IV. DEUXIÈME QUESTION EN LITIGE : ALLÉGATION RELATIVE À UNE NOUVELLE PLAINTE
A. Positions des parties
[28] Les intimés soutiennent que M. Cox ne devrait pas avoir la possibilité de présenter ce qui, selon eux, constituerait [traduction] « de nouvelles plaintes formulées par le plaignant dans [son] exposé des précisions »
. Ils font valoir que M. Cox n’a pas inclus les paragraphes de la section [traduction] « Préjudice en matière d’immigration »
dans la plainte qu’il a déposée auprès de la Commission et que cette dernière n’a donc pas pu en tenir compte dans son rapport de décision.
[29] M. Cox allègue qu’il a subi un préjudice en matière d’immigration du fait que les actes qu’ont posés les intimés au moment où il aurait été congédié de manière déguisée ou renvoyé l’auraient empêché de demander le statut de résident permanent dans le cadre d’un programme d’immigration particulier, à savoir la voie d’accès de la résidence temporaire à la résidence permanente (la « voie d’accès »). M. Cox affirme que, pour cette raison, il n’a toujours pas pu obtenir le statut de résident permanent au Canada. Il sollicite des mesures de réparation en lien avec ces allégations de préjudice en matière d’immigration.
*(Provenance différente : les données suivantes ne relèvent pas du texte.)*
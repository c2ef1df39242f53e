//! Database kinds: RDS, DynamoDB, DocumentDB

use serde::{Deserialize, Serialize};

// ============================================================================
// RDS
// ============================================================================

/// Managed relational database instance
#[derive(Debug, Clone, PartialEq, Serialize, Deserialize)]
#[serde(rename_all = "camelCase", deny_unknown_fields)]
pub struct RdsSpec {
    /// Engine: postgres, mysql, mariadb, or aurora
    pub engine: String,
    #[serde(default, skip_serializing_if = "Option::is_none")]
    pub engine_version: Option<String>,
    #[serde(default = "default_instance_class")]
    pub instance_class: String,
    /// Gigabytes; engine-specific minimum enforced by validation
    pub allocated_storage: u32,
    #[serde(default, skip_serializing_if = "Option::is_none")]
    pub storage_type: Option<String>,
    #[serde(default)]
    pub multi_az: bool,
    #[serde(default, skip_serializing_if = "Option::is_none")]
    pub database_name: Option<String>,
    #[serde(default, skip_serializing_if = "Option::is_none")]
    pub username: Option<String>,
    /// ARN or path of the master-password secret
    pub password_secret: String,
    #[serde(default = "default_backup_retention")]
    pub backup_retention_days: u32,
}

fn default_instance_class() -> String {
    "db.t3.micro".to_string()
}

fn default_backup_retention() -> u32 {
    7
}

impl RdsSpec {
    /// Minimum allocated storage (GB) for an engine
    pub fn engine_minimum_storage(engine: &str) -> u32 {
        match engine {
            "aurora" => 10,
            "postgres" | "mysql" | "mariadb" => 20,
            _ => 20,
        }
    }
}

// ============================================================================
// DYNAMODB
// ============================================================================

/// Key attribute definition
#[derive(Debug, Clone, PartialEq, Serialize, Deserialize)]
#[serde(rename_all = "camelCase", deny_unknown_fields)]
pub struct AttributeDef {
    pub name: String,
    /// S, N, or B
    #[serde(rename = "type")]
    pub attr_type: String,
}

/// Hash or range key reference
#[derive(Debug, Clone, PartialEq, Serialize, Deserialize)]
#[serde(rename_all = "camelCase", deny_unknown_fields)]
pub struct KeySpec {
    pub name: String,
}

/// Global secondary index
#[derive(Debug, Clone, PartialEq, Serialize, Deserialize)]
#[serde(rename_all = "camelCase", deny_unknown_fields)]
pub struct GlobalSecondaryIndex {
    pub name: String,
    pub hash_key: String,
    #[serde(default, skip_serializing_if = "Option::is_none")]
    pub range_key: Option<String>,
    #[serde(default, skip_serializing_if = "Option::is_none")]
    pub projection: Option<String>,
}

/// Serverless key/value table
#[derive(Debug, Clone, PartialEq, Serialize, Deserialize)]
#[serde(rename_all = "camelCase", deny_unknown_fields)]
pub struct DynamoDbSpec {
    /// PAY_PER_REQUEST or PROVISIONED
    pub billing_mode: String,
    #[serde(default, skip_serializing_if = "Option::is_none")]
    pub read_capacity: Option<u32>,
    #[serde(default, skip_serializing_if = "Option::is_none")]
    pub write_capacity: Option<u32>,
    pub hash_key: String,
    #[serde(default, skip_serializing_if = "Option::is_none")]
    pub range_key: Option<String>,
    #[serde(default, skip_serializing_if = "Vec::is_empty")]
    pub attributes: Vec<AttributeDef>,
    #[serde(default, skip_serializing_if = "Vec::is_empty")]
    pub global_secondary_indexes: Vec<GlobalSecondaryIndex>,
    #[serde(default, skip_serializing_if = "Option::is_none")]
    pub ttl_attribute: Option<String>,
}

// ============================================================================
// DOCUMENTDB
// ============================================================================

/// Managed document database cluster
#[derive(Debug, Clone, PartialEq, Serialize, Deserialize)]
#[serde(rename_all = "camelCase", deny_unknown_fields)]
pub struct DocumentDbSpec {
    #[serde(default = "default_docdb_class")]
    pub instance_class: String,
    #[serde(default = "default_instances")]
    pub instances: u32,
    #[serde(default, skip_serializing_if = "Option::is_none")]
    pub engine_version: Option<String>,
    /// ARN or path of the master-password secret
    pub password_secret: String,
}

fn default_docdb_class() -> String {
    "db.t3.medium".to_string()
}

fn default_instances() -> u32 {
    1
}

#[cfg(test)]
mod tests {
    use super::*;

    #[test]
    fn test_rds_parses() {
        let spec: RdsSpec = serde_yaml::from_str(
            r#"
engine: postgres
engineVersion: "16.3"
allocatedStorage: 50
passwordSecret: arn:aws:secretsmanager:us-east-1:123456789012:secret:db-master
"#,
        )
        .unwrap();
        assert_eq!(spec.engine, "postgres");
        assert_eq!(spec.backup_retention_days, 7);
        assert!(!spec.multi_az);
    }

    #[test]
    fn test_engine_minimums() {
        assert_eq!(RdsSpec::engine_minimum_storage("aurora"), 10);
        assert_eq!(RdsSpec::engine_minimum_storage("postgres"), 20);
    }

    #[test]
    fn test_dynamodb_parses() {
        let spec: DynamoDbSpec = serde_yaml::from_str(
            r#"
billingMode: PROVISIONED
readCapacity: 5
writeCapacity: 5
hashKey: pk
rangeKey: sk
attributes:
  - name: pk
    type: S
  - name: sk
    type: S
globalSecondaryIndexes:
  - name: by-owner
    hashKey: pk
"#,
        )
        .unwrap();
        assert_eq!(spec.attributes.len(), 2);
        assert_eq!(spec.global_secondary_indexes[0].name, "by-owner");
    }
}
[30] Pour leur part, les intimés soutiennent que M. Cox avait déjà connaissance du préjudice qu’il prétend avoir subi en matière d’immigration au moment où il a déposé les autres plaintes auprès de la Commission et qu’il était donc en mesure de présenter ses allégations à ce moment-là. Ils soutiennent, par conséquent, que M. Cox ne devrait pas pouvoir présenter ces allégations à cette étape de l’instance étant donné que le délai pour déposer une plainte est écoulé depuis longtemps.
[31] M. Cox n’est pas d’accord pour dire qu’il aurait pu déposer une plainte pour le préjudice qu’il aurait subi en matière d’immigration en même temps que ses plaintes initiales. Il affirme qu’il a déposé ses plaintes initiales auprès de la Commission le 21 juillet 2021 ou aux alentours de cette date, et que le nombre maximal de demandes pouvant être acceptées dans le cadre du volet de la voie d’accès pour lequel il comptait présenter sa demande avait été atteint seulement quelques jours avant. Selon M. Cox, au moment où il a déposé ses plaintes pour atteinte aux droits de la personne, il n’avait pas conscience de l’ampleur de la situation ni de la façon dont elle était susceptible d’influer sur les occasions qu’il aurait d’obtenir la résidence permanente. Il ajoute cependant qu’il a informé la Commission de la situation lorsque celle-ci s’est précisée pour lui. Il souligne qu’il a déclaré, dans des observations présentées à la Commission le 1er septembre 2022, que les intimés avaient porté plainte à la police contre lui et avaient [traduction] « nui à son processus d’immigration, de sorte qu’il a raté l’occasion de présenter une demande de résidence permanente »
.
[32] M. Cox indique également qu’il avait inclus, dans la liste des éléments de preuve fournie à la Commission et à l’avocat des intimés, des communications avec le consultant en immigration avec qui il faisait affaire. Il soutient donc que les intimés avaient connaissance de cet aspect de la plainte bien avant qu’il dépose son exposé des précisions du mois d’août 2024. M. Cox fait aussi observer que c’est dans leur lettre du 14 août 2024 que les intimés se sont opposés pour la première fois à ce qu’il présente ces allégations.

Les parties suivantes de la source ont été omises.